B超引导下羊膜腔穿刺术在产前诊断中的应用

目的探讨B超引导下的羊膜腔穿刺术在产前诊断应用中的安全性及羊水细胞染色体核型分析、地中海贫血基因检测在产前诊断中的应用价值。方法选取2009年11月至2011年1月妊娠16～27周在茂名市妇幼保健院行B超引导下羊膜腔穿刺术的孕妇103例，对羊水中胎儿脱落细胞进行培养，做染色体核型分析；夫妇双方同种类型地中海贫血者，行羊水细胞地中海贫血基因检测。结果B超引导下的羊膜腔穿刺术103例，羊水细胞培养成功102例，检出异常核型9例，检出率为8．8％，其中三体综合征1例，占11．1％，其他异常8例，占88．9％；羊水地中海贫血基因检测24例，其中重型地中海贫血5例，占20．8％。结论产前针对有指征的孕妇于中孕期行B超引导下羊膜腔穿刺术，进行羊水细胞培养染色体核型分析及地中海贫血基因检测十分必要，B超引导下羊膜腔穿刺术是目前安全、有效、可靠的介入性产前诊断方法。

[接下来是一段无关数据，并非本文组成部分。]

//! Error types.

use std::io;
use std::sync::Arc;

use thiserror::Error;

/// An upstream I/O error captured by the fill loop.
///
/// The fill loop stores the error once; every read that reaches it after
/// the buffered characters are drained gets a fresh [`io::Error`] of the
/// same kind carrying this value as its inner error.
///
/// # Example
///
/// ```
/// use std::io;
/// use nexus_reader::UpstreamError;
///
/// let captured = UpstreamError::new(io::Error::new(io::ErrorKind::BrokenPipe, "gone"));
/// let surfaced = captured.to_io_error();
/// assert_eq!(surfaced.kind(), io::ErrorKind::BrokenPipe);
/// assert!(UpstreamError::from_io_error(&surfaced).is_some());
/// ```
#[derive(Debug, Clone, Error)]
#[error("upstream source failed: {source}")]
pub struct UpstreamError {
    source: Arc<io::Error>,
}

impl UpstreamError {
    /// Wraps the original error.
    pub fn new(error: io::Error) -> Self {
        Self {
            source: Arc::new(error),
        }
    }

    /// Returns the original error.
    pub fn get_ref(&self) -> &io::Error {
        &self.source
    }

    /// Returns the kind of the original error.
    pub fn kind(&self) -> io::ErrorKind {
        self.source.kind()
    }

    /// Builds an `io::Error` of the original kind wrapping this error.
    pub fn to_io_error(&self) -> io::Error {
        io::Error::new(self.kind(), self.clone())
    }

    /// Recovers the captured error from an `io::Error` built by
    /// [`to_io_error`](Self::to_io_error).
    pub fn from_io_error(error: &io::Error) -> Option<&Self> {
        error.get_ref()?.downcast_ref::<Self>()
    }
}

/// Error returned when a reader cannot be opened.
#[derive(Debug, Error)]
pub enum BuildError {
    /// The requested ring buffer size was zero.
    #[error("ring buffer size must be non-zero")]
    ZeroRingBufferSize,

    /// The requested ring buffer size rounds past the largest power of two.
    #[error("ring buffer size {0} is too large")]
    RingBufferTooLarge(usize),

    /// The requested upstream read size was zero.
    #[error("read buffer size must be non-zero")]
    ZeroReadBufferSize,

    /// The scheduler rejected the fill loop.
    #[error("failed to schedule fill loop: {0}")]
    Schedule(#[source] io::Error),
}

impl From<BuildError> for io::Error {
    fn from(err: BuildError) -> Self {
        match err {
            BuildError::Schedule(e) => e,
            other => io::Error::new(io::ErrorKind::InvalidInput, other),
        }
    }
}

The application of ultrasound-guided amniocentesis in prenatal diagnosis

Objective To investigate the safety of B-type ultrasound-guided amniocentesis in prenatal diagnosis, and the values of karyotype analysis of amniocytes and detection of thalassemia gene. Methods 103 women with a gestational age of 16 to 27 weeks who had received ultrasound-guided amniocentesis during November 2009 to January 2011 were included in this study. The amniotic cell culture was performed for chromosomal analysis; For the couples who had the same thalassemia gene, detection of thalassemia gene in amniocytes was performed. Results Amniotic cell culture was successful in 102 of the 103 women. Abnormal karyotype was detectable in 9(8.8%)women, one of whom(11.1%)was 21- trisome and the remaining 8(88.9%)were other abnormal karyotypes. Thalassemia gene was detectable in 24 women, 5 of them(20.8%)had major thalassemia. Conclusions For the pregnant women with abnormal prenatal diagnosis, it is highly necessary to administer ultrasound-guided amniocentesis for karyotype analysis of amniocytes and detection of thalassemia gene. Ultrasound-guided amniocentesis is a safe, effective, reliable, invasive method of prenatal diagnosis.